__Saved entries__
//! Hand-rolled in-memory collaborators for unit tests.

use crate::error::{ExecutionError, ImportError, StateError, VerificationError};
use crate::traits::{
    BabeVerifier, BlockImportHandler, BlockState, FinalityGadget, Network, RequestMaker,
    RuntimeInstance, StorageState, Telemetry, TransactionState, TrieState,
};
use async_trait::async_trait;
use dot_network::{
    BlockRequest, BlockResponse, Direction, FromBlock, PeerId, ReputationChange, RequestError,
};
use dot_types::{
    blake2b_256, Block, BlockData, Body, Digest, Extrinsic, FinalityInfo, Hash, Header,
};
use parking_lot::Mutex;
use std::collections::HashMap;
use std::sync::atomic::{AtomicBool, AtomicUsize, Ordering};
use std::sync::Arc;
use tokio::sync::mpsc;

/// A deterministic chain of complete blocks, index = block number.
#[derive(Clone)]
pub(crate) struct TestChain {
    pub blocks: Vec<BlockData>,
}

impl TestChain {
    /// Generate blocks `#0..=#top`, each with a one-extrinsic body.
    pub fn generate(top: u64) -> Self {
        let mut blocks = Vec::with_capacity(top as usize + 1);
        let mut parent_hash = Hash::zero();
        for number in 0..=top {
            let header = Header::new(
                parent_hash,
                number,
                blake2b_256(&number.to_le_bytes()),
                Hash::zero(),
                Digest::default(),
            );
            parent_hash = header.hash();
            blocks.push(BlockData {
                hash: header.hash(),
                header: Some(header),
                body: Some(Body(vec![Extrinsic::from_bytes(number.to_le_bytes().to_vec())])),
                justification: None,
            });
        }
        Self { blocks }
    }

    pub fn header_at(&self, number: u64) -> Header {
        self.blocks[number as usize].header.clone().unwrap()
    }

    pub fn hash_at(&self, number: u64) -> Hash {
        self.blocks[number as usize].hash
    }

    /// A side-chain header at `number` branching off `number - 1`.
    pub fn fork_header_at(&self, number: u64) -> Header {
        let mut header = self.header_at(number);
        header.extrinsics_root = Hash::from_bytes([0xff; 32]);
        header
    }
}

#[derive(Clone)]
struct BlockStateInner {
    headers: HashMap<Hash, Header>,
    best: Header,
    finalised: Header,
    stored_block_data: Vec<BlockData>,
    justifications: HashMap<Hash, Vec<u8>>,
}

pub(crate) struct MockBlockState {
    inner: Mutex<BlockStateInner>,
    paused: AtomicBool,
    runtime: Arc<MockRuntime>,
    finalised_txs: Mutex<Vec<mpsc::UnboundedSender<FinalityInfo>>>,
}

impl MockBlockState {
    pub fn new(genesis: Header) -> Self {
        let mut headers = HashMap::new();
        headers.insert(genesis.hash(), genesis.clone());
        Self {
            inner: Mutex::new(BlockStateInner {
                headers,
                best: genesis.clone(),
                finalised: genesis,
                stored_block_data: Vec::new(),
                justifications: HashMap::new(),
            }),
            paused: AtomicBool::new(false),
            runtime: Arc::new(MockRuntime::default()),
            finalised_txs: Mutex::new(Vec::new()),
        }
    }

    pub fn insert_header(&self, header: Header) {
        let mut inner = self.inner.lock();
        if header.number > inner.best.number {
            inner.best = header.clone();
        }
        inner.headers.insert(header.hash(), header);
    }

    pub fn set_finalised(&self, header: Header) {
        self.inner.lock().finalised = header;
    }

    pub fn best_number(&self) -> u64 {
        self.inner.lock().best.number
    }

    pub fn stored_block_data_count(&self) -> usize {
        self.inner.lock().stored_block_data.len()
    }

    pub fn runtime_mock(&self) -> Arc<MockRuntime> {
        self.runtime.clone()
    }
}

impl BlockState for MockBlockState {
    fn best_block_header(&self) -> Result<Header, StateError> {
        Ok(self.inner.lock().best.clone())
    }

    fn highest_finalised_header(&self) -> Result<Header, StateError> {
        Ok(self.inner.lock().finalised.clone())
    }

    fn has_header(&self, hash: &Hash) -> Result<bool, StateError> {
        Ok(self.inner.lock().headers.contains_key(hash))
    }

    fn header(&self, hash: &Hash) -> Result<Header, StateError> {
        self.inner
            .lock()
            .headers
            .get(hash)
            .cloned()
            .ok_or(StateError::NotFound)
    }

    fn runtime(&self, _hash: &Hash) -> Result<Arc<dyn RuntimeInstance>, StateError> {
        Ok(self.runtime.clone())
    }

    fn compare_and_set_block_data(&self, data: &BlockData) -> Result<(), StateError> {
        self.inner.lock().stored_block_data.push(data.clone());
        Ok(())
    }

    fn set_justification(&self, hash: &Hash, justification: Vec<u8>) -> Result<(), StateError> {
        self.inner.lock().justifications.insert(*hash, justification);
        Ok(())
    }

    fn finalised_notifier_channel(&self) -> mpsc::UnboundedReceiver<FinalityInfo> {
        let (tx, rx) = mpsc::unbounded_channel();
        self.finalised_txs.lock().push(tx);
        rx
    }

    fn is_paused(&self) -> bool {
        self.paused.load(Ordering::SeqCst)
    }
}

pub(crate) struct MockTrieState {
    root: Hash,
}

impl TrieState for MockTrieState {
    fn root(&self) -> Result<Hash, StateError> {
        Ok(self.root)
    }
}

#[derive(Default)]
pub(crate) struct MockStorageState {
    pub lock_balance: AtomicUsize,
}

impl StorageState for MockStorageState {
    fn trie_state(&self, root: &Hash) -> Result<Arc<dyn TrieState>, StateError> {
        Ok(Arc::new(MockTrieState { root: *root }))
    }

    fn lock(&self) {
        self.lock_balance.fetch_add(1, Ordering::SeqCst);
    }

    fn unlock(&self) {
        self.lock_balance.fetch_sub(1, Ordering::SeqCst);
    }
}

#[derive(Default)]
pub(crate) struct MockTransactionState {
    pub removed: Mutex<Vec<Extrinsic>>,
}

impl TransactionState for MockTransactionState {
    fn remove_extrinsic(&self, extrinsic: &Extrinsic) {
        self.removed.lock().push(extrinsic.clone());
    }
}

#[derive(Default)]
pub(crate) struct MockBabeVerifier {
    pub verified: AtomicUsize,
}

impl BabeVerifier for MockBabeVerifier {
    fn verify_block(&self, _header: &Header) -> Result<(), VerificationError> {
        self.verified.fetch_add(1, Ordering::SeqCst);
        Ok(())
    }
}

#[derive(Default)]
pub(crate) struct MockFinalityGadget {
    pub verified: AtomicUsize,
}

impl FinalityGadget for MockFinalityGadget {
    fn verify_block_justification(
        &self,
        _hash: &Hash,
        _justification: &[u8],
    ) -> Result<(), VerificationError> {
        self.verified.fetch_add(1, Ordering::SeqCst);
        Ok(())
    }
}

/// Import handler that writes imported headers back into the block state, so
/// the engine observes its own progress.
pub(crate) struct MockImportHandler {
    block_state: Arc<MockBlockState>,
    pub imported: Mutex<Vec<(u64, bool)>>,
}

impl MockImportHandler {
    pub fn new(block_state: Arc<MockBlockState>) -> Self {
        Self {
            block_state,
            imported: Mutex::new(Vec::new()),
        }
    }

    pub fn imported_numbers(&self) -> Vec<u64> {
        self.imported.lock().iter().map(|(number, _)| *number).collect()
    }
}

impl BlockImportHandler for MockImportHandler {
    fn handle_block_import(
        &self,
        block: &Block,
        _state: Arc<dyn TrieState>,
        announce: bool,
    ) -> Result<(), ImportError> {
        self.block_state.insert_header(block.header.clone());
        self.imported.lock().push((block.header.number, announce));
        Ok(())
    }
}

#[derive(Default)]
pub(crate) struct MockRuntime {
    pub executed: Mutex<Vec<u64>>,
}

impl RuntimeInstance for MockRuntime {
    fn set_context_storage(&self, _state: Arc<dyn TrieState>) {}

    fn execute_block(&self, block: &Block) -> Result<Vec<u8>, ExecutionError> {
        self.executed.lock().push(block.header.number);
        Ok(Vec::new())
    }
}

#[derive(Default)]
pub(crate) struct MockTelemetry {
    pub records: Mutex<Vec<(Hash, u64, &'static str)>>,
}

impl Telemetry for MockTelemetry {
    fn send_block_import(&self, hash: &Hash, number: u64, origin: &'static str) {
        self.records.lock().push((*hash, number, origin));
    }
}

#[derive(Default)]
pub(crate) struct MockNetwork {
    peers: Mutex<Vec<PeerId>>,
    pub handshakes: AtomicUsize,
    pub reported: Mutex<Vec<(ReputationChange, PeerId)>>,
}

impl MockNetwork {
    pub fn connect(&self, who: PeerId) {
        let mut peers = self.peers.lock();
        if !peers.contains(&who) {
            peers.push(who);
        }
    }
}

impl Network for MockNetwork {
    fn block_announce_handshake(&self, _best: &Header) -> Result<(), RequestError> {
        self.handshakes.fetch_add(1, Ordering::SeqCst);
        if self.peers.lock().is_empty() {
            return Err(RequestError::NoPeersConnected);
        }
        Ok(())
    }

    fn peers(&self) -> Vec<PeerId> {
        self.peers.lock().clone()
    }

    fn report_peer(&self, change: ReputationChange, peer: &PeerId) {
        self.reported.lock().push((change, peer.clone()));
    }
}

/// Request maker serving responses out of a [`TestChain`].
pub(crate) struct MockRequestMaker {
    by_hash: HashMap<Hash, usize>,
    blocks: Vec<BlockData>,
    requests: Mutex<Vec<(PeerId, BlockRequest)>>,
    fail_all: AtomicBool,
}

impl MockRequestMaker {
    pub fn serving(chain: &TestChain) -> Self {
        let by_hash = chain
            .blocks
            .iter()
            .enumerate()
            .map(|(index, block)| (block.hash, index))
            .collect();
        Self {
            by_hash,
            blocks: chain.blocks.clone(),
            requests: Mutex::new(Vec::new()),
            fail_all: AtomicBool::new(false),
        }
    }

    pub fn serve_nothing(&self) {
        self.fail_all.store(true, Ordering::SeqCst);
    }

    pub fn request_count(&self) -> usize {
        self.requests.lock().len()
    }

    fn slice_for(&self, request: &BlockRequest) -> Vec<BlockData> {
        let max = request.max as usize;
        match (&request.from, request.direction) {
            (FromBlock::Number(number), Direction::Ascending) => {
                let start = *number as usize;
                self.blocks
                    .iter()
                    .skip(start)
                    .take(max)
                    .cloned()
                    .collect()
            }
            (FromBlock::Hash(hash), Direction::Descending) => {
                let Some(&index) = self.by_hash.get(hash) else {
                    return Vec::new();
                };
                let start = (index + 1).saturating_sub(max);
                self.blocks[start..=index].iter().rev().cloned().collect()
            }
            (FromBlock::Number(number), Direction::Descending) => {
                let index = (*number as usize).min(self.blocks.len().saturating_sub(1));
                let start = (index + 1).saturating_sub(max);
                self.blocks[start..=index].iter().rev().cloned().collect()
            }
            (FromBlock::Hash(hash), Direction::Ascending) => {
                let Some(&index) = self.by_hash.get(hash) else {
                    return Vec::new();
                };
                self.blocks
                    .iter()
                    .skip(index)
                    .take(max)
                    .cloned()
                    .collect()
            }
        }
    }
}

#[async_trait]
impl RequestMaker for MockRequestMaker {
    async fn block_request(
        &self,
        peer: &PeerId,
        request: &BlockRequest,
    ) -> Result<BlockResponse, RequestError> {
        self.requests.lock().push((peer.clone(), request.clone()));
        if self.fail_all.load(Ordering::SeqCst) {
            return Err(RequestError::Timeout);
        }
        let blocks = self.slice_for(request);
        if blocks.is_empty() {
            return Err(RequestError::EmptyMessage);
        }
        Ok(BlockResponse { blocks })
    }
}

/// Full collaborator set wired over one [`TestChain`].
pub(crate) struct MockEnvironment {
    pub block_state: Arc<MockBlockState>,
    pub storage_state: Arc<MockStorageState>,
    pub transaction_state: Arc<MockTransactionState>,
    pub babe_verifier: Arc<MockBabeVerifier>,
    pub finality_gadget: Arc<MockFinalityGadget>,
    pub import_handler: Arc<MockImportHandler>,
    pub telemetry: Arc<MockTelemetry>,
    pub network: Arc<MockNetwork>,
    pub request_maker: Arc<MockRequestMaker>,
}

impl MockEnvironment {
    /// Local chain loaded to `best` (also finalised at `best`), remote chain
    /// fully served by the request maker.
    pub fn with_chain(chain: &TestChain, best: u64) -> Self {
        Self::with_chain_and_finalised(chain, best, best)
    }

    pub fn with_chain_and_finalised(chain: &TestChain, best: u64, finalised: u64) -> Self {
        let block_state = Arc::new(MockBlockState::new(chain.header_at(0)));
        for number in 1..=best {
            block_state.insert_header(chain.header_at(number));
        }
        block_state.set_finalised(chain.header_at(finalised));

        let import_handler = Arc::new(MockImportHandler::new(block_state.clone()));
        Self {
            block_state,
            storage_state: Arc::new(MockStorageState::default()),
            transaction_state: Arc::new(MockTransactionState::default()),
            babe_verifier: Arc::new(MockBabeVerifier::default()),
            finality_gadget: Arc::new(MockFinalityGadget::default()),
            import_handler,
            telemetry: Arc::new(MockTelemetry::default()),
            network: Arc::new(MockNetwork::default()),
            request_maker: Arc::new(MockRequestMaker::serving(chain)),
        }
    }
}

__INSTRUCTIONS TO FOLLOW__
The first line of the records begins the span, and the line containing "use std::sync::Arc;" ends it. Reproduce that span exactly, both ends included.

__OUTPUT OF THE TASK__
//! Hand-rolled in-memory collaborators for unit tests.

use crate::error::{ExecutionError, ImportError, StateError, VerificationError};
use crate::traits::{
    BabeVerifier, BlockImportHandler, BlockState, FinalityGadget, Network, RequestMaker,
    RuntimeInstance, StorageState, Telemetry, TransactionState, TrieState,
};
use async_trait::async_trait;
use dot_network::{
    BlockRequest, BlockResponse, Direction, FromBlock, PeerId, ReputationChange, RequestError,
};
use dot_types::{
    blake2b_256, Block, BlockData, Body, Digest, Extrinsic, FinalityInfo, Hash, Header,
};
use parking_lot::Mutex;
use std::collections::HashMap;
use std::sync::atomic::{AtomicBool, AtomicUsize, Ordering};
use std::sync::Arc;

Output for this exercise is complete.